▶ [What you should do]
Below are records; count the lines that contain "nmcli" and give only the total.
== Source information
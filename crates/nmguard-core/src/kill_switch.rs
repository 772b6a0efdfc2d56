//! Kill Switch
//!
//! System-wide kill switch built from two NetworkManager dummy interfaces:
//!
//! - **blocking**: addresses with no usable route and a DNS override;
//!   everything goes into a black hole
//! - **routed**: routes `0.0.0.0/0` minus the VPN server, so only the
//!   tunnel handshake can leave the machine
//!
//! # Choreography
//!
//! | Phase | Before | After |
//! |-------|--------|-------|
//! | pre-connection | blocking up | routed up, blocking down |
//! | post-connection | routed up | blocking up (behind the tunnel), routed gone |
//!
//! Each switch brings the new interface up before taking the old one
//! down. Both are up for exactly one step in between, and once either
//! is up there is no step with neither. Every step re-reads the
//! interface state; nothing is cached between operations.
//!
//! Setup runs as a bounded convergence loop: each round either finds the
//! expected state or applies one corrective step.

use crate::cidr;
use crate::config::InterfaceConfig;
use crate::connectivity::{self, ConnectivityCheckError};
use crate::nmcli::{self, DummyConnection};
use crate::port::{self, CommandRunner, NetworkControl, PortError, NO_OBJECT};
use crate::tracker::{InterfaceSnapshot, InterfaceStateTracker};
use serde::{Deserialize, Serialize};
use std::fmt;
use std::net::Ipv4Addr;
use std::sync::Arc;
use tracing::{debug, error, info, warn};

/// Convergence rounds before a setup phase gives up
pub const MAX_SETUP_ATTEMPTS: u32 = 5;

/// User's kill switch setting
#[derive(Debug, Clone, Copy, Default, PartialEq, Eq, Serialize, Deserialize)]
#[serde(rename_all = "lowercase")]
pub enum KillSwitchPolicy {
    /// No interfaces are ever created
    #[default]
    Disabled,
    /// Armed while connecting, torn down after disconnect
    Soft,
    /// Never torn down, even with no tunnel
    Hard,
}

impl KillSwitchPolicy {
    pub fn is_enabled(&self) -> bool {
        !matches!(self, KillSwitchPolicy::Disabled)
    }
}

impl fmt::Display for KillSwitchPolicy {
    fn fmt(&self, f: &mut fmt::Formatter<'_>) -> fmt::Result {
        let s = match self {
            KillSwitchPolicy::Disabled => "disabled",
            KillSwitchPolicy::Soft => "soft",
            KillSwitchPolicy::Hard => "hard",
        };
        f.write_str(s)
    }
}

/// Which setup loop ran out of attempts
#[derive(Debug, Clone, Copy, PartialEq, Eq)]
pub enum SetupPhase {
    PreConnection,
    PostConnection,
}

impl fmt::Display for SetupPhase {
    fn fmt(&self, f: &mut fmt::Formatter<'_>) -> fmt::Result {
        match self {
            SetupPhase::PreConnection => f.write_str("pre-connection"),
            SetupPhase::PostConnection => f.write_str("post-connection"),
        }
    }
}

/// Kill switch errors
#[derive(Debug, thiserror::Error)]
pub enum KillSwitchError {
    #[error("Unable to create {connection} (nmcli exit code {code})")]
    Create { connection: String, code: i32 },

    #[error("Unable to activate {0}")]
    Activate(String),

    #[error("Unable to deactivate {0}")]
    Deactivate(String),

    #[error("Unable to delete {0}")]
    Delete(String),

    #[error(transparent)]
    ConnectivityCheck(#[from] ConnectivityCheckError),

    #[error("Kill switch {0} setup did not converge")]
    SetupExhausted(SetupPhase),

    #[error("Routed interface is missing during post-connection setup")]
    RoutedMissing,

    #[error("Port error: {0}")]
    Port(#[from] PortError),
}

/// Drives the blocking and routed interfaces
pub struct KillSwitchManager {
    network: Arc<dyn NetworkControl>,
    runner: Arc<dyn CommandRunner>,
    interfaces: InterfaceConfig,
    tracker: InterfaceStateTracker,
}

impl KillSwitchManager {
    pub fn new(
        network: Arc<dyn NetworkControl>,
        runner: Arc<dyn CommandRunner>,
        interfaces: InterfaceConfig,
    ) -> Self {
        let tracker = InterfaceStateTracker::new([
            interfaces.blocking.connection.clone(),
            interfaces.routed.connection.clone(),
        ]);
        info!("Initialized kill switch manager");
        if let Err(e) = connectivity::status(network.as_ref()) {
            warn!("Unable to read connectivity check status: {}", e);
        }
        Self {
            network,
            runner,
            interfaces,
            tracker,
        }
    }

    fn blocking(&self) -> &str {
        &self.interfaces.blocking.connection
    }

    fn routed(&self) -> &str {
        &self.interfaces.routed.connection
    }

    /// Current state of both interfaces
    pub fn snapshot(&self) -> Result<InterfaceSnapshot, PortError> {
        self.tracker.refresh(self.network.as_ref())
    }

    fn prepare(&self) -> Result<InterfaceSnapshot, KillSwitchError> {
        connectivity::ensure_disabled(self.network.as_ref())?;
        Ok(self.snapshot()?)
    }

    /// Restrict traffic to `server_ip` while the tunnel is being set up
    pub fn arm_before_connect(&self, server_ip: Ipv4Addr) -> Result<(), KillSwitchError> {
        info!("Kill switch: pre-connection setup for {}", server_ip);
        self.prepare()?;
        let (ks, routed) = (self.blocking(), self.routed());

        for attempt in 0..MAX_SETUP_ATTEMPTS {
            let snap = self.snapshot()?;
            debug!(attempt, "Pre-connection round: {}", snap);

            if snap.active(ks) && !snap.exists(routed) {
                info!("Pre-connection: switching from blocking to routed");
                self.create_routed(server_ip)?;
                self.deactivate(ks)?;
                return Ok(());
            }
            if !snap.active(ks) && snap.active(routed) {
                info!("Pre-connection: routed interface already up");
                return Ok(());
            }

            if snap.exists(routed) && snap.active(routed) {
                self.delete(routed)?;
            }
            if snap.exists(ks) {
                self.activate(ks)?;
            } else {
                self.create_blocking()?;
            }
        }

        error!("Pre-connection setup gave up after {} attempts", MAX_SETUP_ATTEMPTS);
        Err(KillSwitchError::SetupExhausted(SetupPhase::PreConnection))
    }

    /// Put the blocking interface behind the now-active tunnel
    pub fn arm_after_connect(&self) -> Result<(), KillSwitchError> {
        info!("Kill switch: post-connection setup");
        self.prepare()?;
        self.converge_post_connection(false)
    }

    /// Bring up the blocking interface without a tunnel
    pub fn enable_soft(&self) -> Result<(), KillSwitchError> {
        info!("Kill switch: soft activation");
        self.prepare()?;
        self.create_blocking()?;
        self.converge_post_connection(true)
    }

    fn converge_post_connection(&self, soft: bool) -> Result<(), KillSwitchError> {
        let (ks, routed) = (self.blocking(), self.routed());

        for attempt in 0..MAX_SETUP_ATTEMPTS {
            let snap = self.snapshot()?;
            debug!(attempt, soft, "Post-connection round: {}", snap);

            if !snap.active(ks) && snap.active(routed) {
                info!("Post-connection: switching from routed to blocking");
                self.activate(ks)?;
                self.delete(routed)?;
                return Ok(());
            }
            if soft && (!snap.active(routed) || !snap.exists(routed)) {
                self.activate(ks)?;
                return Ok(());
            }
            if snap.active(ks) && (!snap.exists(routed) || !snap.active(routed)) {
                info!("Post-connection: blocking interface already up");
                return Ok(());
            }

            if snap.active(ks) {
                self.deactivate(ks)?;
            }
            if snap.exists(routed) {
                self.activate(routed)?;
            } else {
                error!("Routed interface not found during post-connection setup");
                return Err(KillSwitchError::RoutedMissing);
            }
        }

        error!("Post-connection setup gave up after {} attempts", MAX_SETUP_ATTEMPTS);
        Err(KillSwitchError::SetupExhausted(SetupPhase::PostConnection))
    }

    /// Apply a policy change made outside of a connection
    ///
    /// `Hard` brings the blocking interface up, then removes routed;
    /// `Soft` and `Disabled` remove both interfaces.
    pub fn set_mode(&self, policy: KillSwitchPolicy) -> Result<(), KillSwitchError> {
        info!("Kill switch: set mode {}", policy);
        let snap = self.prepare()?;

        match policy {
            KillSwitchPolicy::Hard => {
                if snap.exists(self.blocking()) {
                    self.activate(self.blocking())?;
                } else {
                    self.create_blocking()?;
                }
                if let Err(e) = self.delete(self.routed()) {
                    warn!("Ignoring routed interface removal failure: {}", e);
                }
                Ok(())
            }
            KillSwitchPolicy::Soft | KillSwitchPolicy::Disabled => self.remove_interfaces(),
        }
    }

    /// Remove both interfaces. Absent interfaces are left alone.
    pub fn disable(&self) -> Result<(), KillSwitchError> {
        info!("Kill switch: disable");
        self.prepare()?;
        self.remove_interfaces()
    }

    fn remove_interfaces(&self) -> Result<(), KillSwitchError> {
        self.delete(self.blocking())?;
        self.delete(self.routed())
    }

    fn create_blocking(&self) -> Result<(), KillSwitchError> {
        let cfg = &self.interfaces;
        let args = self
            .common_dns(
                DummyConnection::new(&cfg.blocking.interface, &cfg.blocking.connection)
                    .ipv4(&cfg.ipv4_address, Some(&cfg.ipv4_gateway))
                    .ipv6(&cfg.ipv6_address, &cfg.ipv6_gateway)
                    .set("ipv4.route-metric", cfg.blocking_metric.to_string())
                    .set("ipv6.route-metric", cfg.blocking_metric.to_string()),
            )
            .into_args();
        self.create(self.blocking(), &args).map_err(|code| KillSwitchError::Create {
            connection: self.blocking().to_string(),
            code,
        })
    }

    fn create_routed(&self, server_ip: Ipv4Addr) -> Result<(), KillSwitchError> {
        let routes = cidr::join(&cidr::everything_except(server_ip));
        let cfg = &self.interfaces;
        let base = || DummyConnection::new(&cfg.routed.interface, &cfg.routed.connection);
        let metrics = |b: DummyConnection| {
            b.set("ipv4.route-metric", cfg.routed_metric.to_string())
                .set("ipv6.route-metric", cfg.routed_metric.to_string())
        };

        let with_routes = self
            .common_dns(
                metrics(
                    base()
                        .ipv4(&cfg.ipv4_address, None)
                        .ipv6(&cfg.ipv6_address, &cfg.ipv6_gateway),
                )
                .set("ipv4.routes", routes.as_str()),
            )
            .into_args();

        let code = match self.create(self.routed(), &with_routes) {
            Ok(()) => return Ok(()),
            Err(code) => code,
        };
        if code != nmcli::RC_INVALID_ARGUMENT {
            return Err(KillSwitchError::Create {
                connection: self.routed().to_string(),
                code,
            });
        }

        // Some NetworkManager versions reject long route lists; carry the
        // excluded networks as addresses instead
        warn!("Route list rejected, retrying routed interface with address list");
        let with_addresses = self
            .common_dns(metrics(
                base()
                    .ipv4(&routes, None)
                    .ipv6(&cfg.ipv6_address, &cfg.ipv6_gateway),
            ))
            .into_args();
        self.create(self.routed(), &with_addresses)
            .map_err(|code| KillSwitchError::Create {
                connection: self.routed().to_string(),
                code,
            })
    }

    fn common_dns(&self, builder: DummyConnection) -> DummyConnection {
        let priority = self.interfaces.dns_priority.to_string();
        builder
            .set("ipv4.dns-priority", priority.as_str())
            .set("ipv6.dns-priority", priority)
            .set("ipv4.ignore-auto-dns", "yes")
            .set("ipv6.ignore-auto-dns", "yes")
            .set("ipv4.dns", "0.0.0.0")
            .set("ipv6.dns", "::1")
    }

    /// Run a create command unless `name` already exists. `Err` carries
    /// the exit code.
    fn create(&self, name: &str, args: &[String]) -> Result<(), i32> {
        match self.snapshot() {
            Ok(snap) if snap.exists(name) => return Ok(()),
            Ok(_) => {}
            Err(e) => {
                error!("Unable to read interface state before creating {}: {}", name, e);
                return Err(-1);
            }
        }
        match nmcli::run(self.runner.as_ref(), args) {
            Ok(out) if nmcli::is_success(out.code) => Ok(()),
            Ok(out) => Err(out.code),
            Err(e) => {
                error!("Unable to run nmcli for {}: {}", name, e);
                Err(-1)
            }
        }
    }

    fn activate(&self, name: &str) -> Result<(), KillSwitchError> {
        let snap = self.snapshot()?;
        if !snap.exists(name) || snap.active(name) {
            return Ok(());
        }
        let Some(conn) = port::find_connection(self.network.as_ref(), name)? else {
            return Ok(());
        };
        match self.network.activate(&conn, NO_OBJECT, NO_OBJECT) {
            Ok(Some(active)) => {
                debug!("Activated {} as {}", name, active);
                Ok(())
            }
            Ok(None) => {
                error!("Network manager returned no active connection for {}", name);
                Err(KillSwitchError::Activate(name.to_string()))
            }
            Err(e) => {
                error!("Unable to activate {}: {}", name, e);
                Err(KillSwitchError::Activate(name.to_string()))
            }
        }
    }

    fn deactivate(&self, name: &str) -> Result<(), KillSwitchError> {
        if !self.snapshot()?.active(name) {
            return Ok(());
        }
        let Some(active) = port::find_active_connection(self.network.as_ref(), name)? else {
            return Ok(());
        };
        self.network.deactivate(&active).map_err(|e| {
            error!("Unable to deactivate {}: {}", name, e);
            KillSwitchError::Deactivate(name.to_string())
        })
    }

    fn delete(&self, name: &str) -> Result<(), KillSwitchError> {
        if !self.snapshot()?.exists(name) {
            return Ok(());
        }
        let out = nmcli::run(self.runner.as_ref(), &nmcli::delete_args(name))?;
        if nmcli::is_success(out.code) {
            Ok(())
        } else {
            Err(KillSwitchError::Delete(name.to_string()))
        }
    }
}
====
▶ [Task result]
8